WHAT YOU SHOULD DO. Spot each line in the records below where the word "ProxyConfig" occurs, then copy it.

───── MATERIAL SUPPLIED ─────

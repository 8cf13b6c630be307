//! Resolved settings consumed by the rest of Kobalt

use crate::Result;
use crate::document::SettingsDocument;
use crate::overrides::{self, BuildScriptConfig};
use crate::proxy::{self, ProxyConfig};
use kobalt_fs::io;
use std::path::{Path, PathBuf};

/// The settings object Kobalt refers to.
///
/// Built once at startup from a [`SettingsDocument`]. Construction creates
/// the cache and local Maven repo directories; afterwards the value is
/// plain read-only data and can be shared across threads by reference.
#[derive(Debug, Clone)]
pub struct KobaltSettings {
    document: SettingsDocument,
    build_script: Option<BuildScriptConfig>,
    local_cache: PathBuf,
    local_maven_repo: PathBuf,
    default_repos: Option<Vec<String>>,
    proxy_configs: Option<Vec<ProxyConfig>>,
}

impl KobaltSettings {
    /// Resolve a document, creating its directories if they are missing.
    ///
    /// # Errors
    ///
    /// Returns `Error::Fs(kobalt_fs::Error::CreateDir { .. })` when either
    /// directory cannot be created.
    pub fn new(
        document: SettingsDocument,
        build_script: Option<BuildScriptConfig>,
    ) -> Result<Self> {
        let local_cache = io::ensure_dir(&document.local_cache)?;
        let local_maven_repo = io::ensure_dir(&document.local_maven_repo)?;
        let default_repos = document.default_repos.as_ref().map(|repos| repos.repo.clone());
        let proxy_configs = proxy::derive_proxies(document.proxies.as_ref());

        Ok(Self {
            document,
            build_script,
            local_cache,
            local_maven_repo,
            default_repos,
            proxy_configs,
        })
    }

    /// Attach the build script configuration once it is known.
    ///
    /// Nothing is reloaded; the compiler accessors pick the new values up
    /// on their next call.
    pub fn with_build_script_config(mut self, build_script: BuildScriptConfig) -> Self {
        self.build_script = Some(build_script);
        self
    }

    /// The document these settings were resolved from
    pub fn document(&self) -> &SettingsDocument {
        &self.document
    }

    pub fn build_script_config(&self) -> Option<&BuildScriptConfig> {
        self.build_script.as_ref()
    }

    /// Location of the cache repository.
    pub fn local_cache(&self) -> &Path {
        &self.local_cache
    }

    /// Point the cache somewhere else after construction.
    ///
    /// Only meant for test harnesses. The directory is not created.
    pub fn set_local_cache(&mut self, path: impl Into<PathBuf>) {
        self.local_cache = path.into();
    }

    /// Location of the local Maven repo for the task `publishToLocalMaven`.
    pub fn local_maven_repo(&self) -> &Path {
        &self.local_maven_repo
    }

    /// If true, Kobalt updates itself when a new version is found.
    pub fn auto_update(&self) -> bool {
        self.document.auto_update
    }

    /// If true, the compiler always runs in a separate process, even when
    /// the requested version matches the bundled one.
    pub fn kobalt_compiler_separate_process(&self) -> bool {
        self.document.kobalt_compiler_separate_process
    }

    /// Repositories from `<defaulRepos>`, in search order
    pub fn default_repos(&self) -> Option<&[String]> {
        self.default_repos.as_deref()
    }

    /// `None` when `settings.xml` has no `<proxies>` section.
    pub fn proxy_configs(&self) -> Option<&[ProxyConfig]> {
        self.proxy_configs.as_deref()
    }

    /// First configured proxy for `protocol`
    pub fn get_proxy(&self, protocol: &str) -> Option<&ProxyConfig> {
        self.proxy_configs()
            .and_then(|proxies| proxy::find_by_protocol(proxies, protocol))
    }

    pub fn kobalt_compiler_version(&self) -> &str {
        overrides::resolve_compiler_version(&self.document, self.build_script.as_ref())
    }

    pub fn kobalt_compiler_repo(&self) -> Option<&str> {
        overrides::resolve_compiler_repo(&self.document, self.build_script.as_ref())
    }

    pub fn kobalt_compiler_flags(&self) -> Option<&str> {
        overrides::resolve_compiler_flags(&self.document, self.build_script.as_ref())
    }
}

#[cfg(test)]
mod tests {
    use super::*;
    use crate::document::{DefaultReposXml, ProxiesXml, ProxyXml};
    use pretty_assertions::assert_eq;
    use tempfile::TempDir;

    fn document_in(temp: &TempDir) -> SettingsDocument {
        SettingsDocument::with_home(temp.path())
    }

    #[test]
    fn new_creates_both_directories() {
        let temp = TempDir::new().unwrap();
        let settings = KobaltSettings::new(document_in(&temp), None).unwrap();

        assert!(settings.local_cache().is_dir());
        assert!(settings.local_maven_repo().is_dir());
        assert_eq!(settings.local_cache(), temp.path().join(".kobalt/cache"));
    }

    #[test]
    fn new_is_idempotent_over_existing_directories() {
        let temp = TempDir::new().unwrap();
        let first = KobaltSettings::new(document_in(&temp), None).unwrap();
        let second = KobaltSettings::new(document_in(&temp), None).unwrap();

        assert_eq!(first.local_cache(), second.local_cache());
        assert_eq!(first.local_maven_repo(), second.local_maven_repo());
    }

    #[test]
    fn new_fails_when_cache_cannot_be_created() {
        let temp = TempDir::new().unwrap();
        let blocker = temp.path().join("blocked");
        std::fs::write(&blocker, "file").unwrap();
        let mut document = document_in(&temp);
        document.local_cache = blocker.clone();

        let result = KobaltSettings::new(document, None);

        assert!(matches!(
            result,
            Err(crate::Error::Fs(kobalt_fs::Error::CreateDir { .. }))
        ));
    }

    #[test]
    fn repos_and_proxies_are_carried_over() {
        let temp = TempDir::new().unwrap();
        let mut document = document_in(&temp);
        document.default_repos = Some(DefaultReposXml {
            repo: vec!["https://b.example".to_string(), "https://a.example".to_string()],
        });
        document.proxies = Some(ProxiesXml {
            proxy: vec![ProxyXml {
                host: "proxy".to_string(),
                port: "bad".to_string(),
                proxy_type: "http".to_string(),
                non_proxy_hosts: String::new(),
            }],
        });

        let settings = KobaltSettings::new(document, None).unwrap();

        assert_eq!(
            settings.default_repos(),
            Some(&["https://b.example".to_string(), "https://a.example".to_string()][..])
        );
        assert_eq!(settings.get_proxy("http").unwrap().port, 0);
        assert!(settings.get_proxy("https").is_none());
    }

    #[test]
    fn late_build_script_config_is_honored() {
        let temp = TempDir::new().unwrap();
        let mut document = document_in(&temp);
        document.kobalt_compiler_version = "1.0.0".to_string();

        let settings = KobaltSettings::new(document, None).unwrap();
        assert_eq!(settings.kobalt_compiler_version(), "1.0.0");

        let settings = settings.with_build_script_config(BuildScriptConfig {
            kobalt_compiler_version: Some("1.2.3".to_string()),
            ..Default::default()
        });
        assert_eq!(settings.kobalt_compiler_version(), "1.2.3");
        assert_eq!(settings.document().kobalt_compiler_version, "1.0.0");
    }

    #[test]
    fn set_local_cache_swaps_location_without_creating_it() {
        let temp = TempDir::new().unwrap();
        let mut settings = KobaltSettings::new(document_in(&temp), None).unwrap();
        let alternate = temp.path().join("alternate-cache");

        settings.set_local_cache(&alternate);

        assert_eq!(settings.local_cache(), alternate.as_path());
        assert!(!alternate.exists());
    }

    #[test]
    fn settings_are_shareable_across_threads() {
        fn assert_send_sync<T: Send + Sync>() {}
        assert_send_sync::<KobaltSettings>();
    }
}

─────

ANSWER SPACE.
use crate::proxy::{self, ProxyConfig};
    proxy_configs: Option<Vec<ProxyConfig>>,
    pub fn proxy_configs(&self) -> Option<&[ProxyConfig]> {
    pub fn get_proxy(&self, protocol: &str) -> Option<&ProxyConfig> {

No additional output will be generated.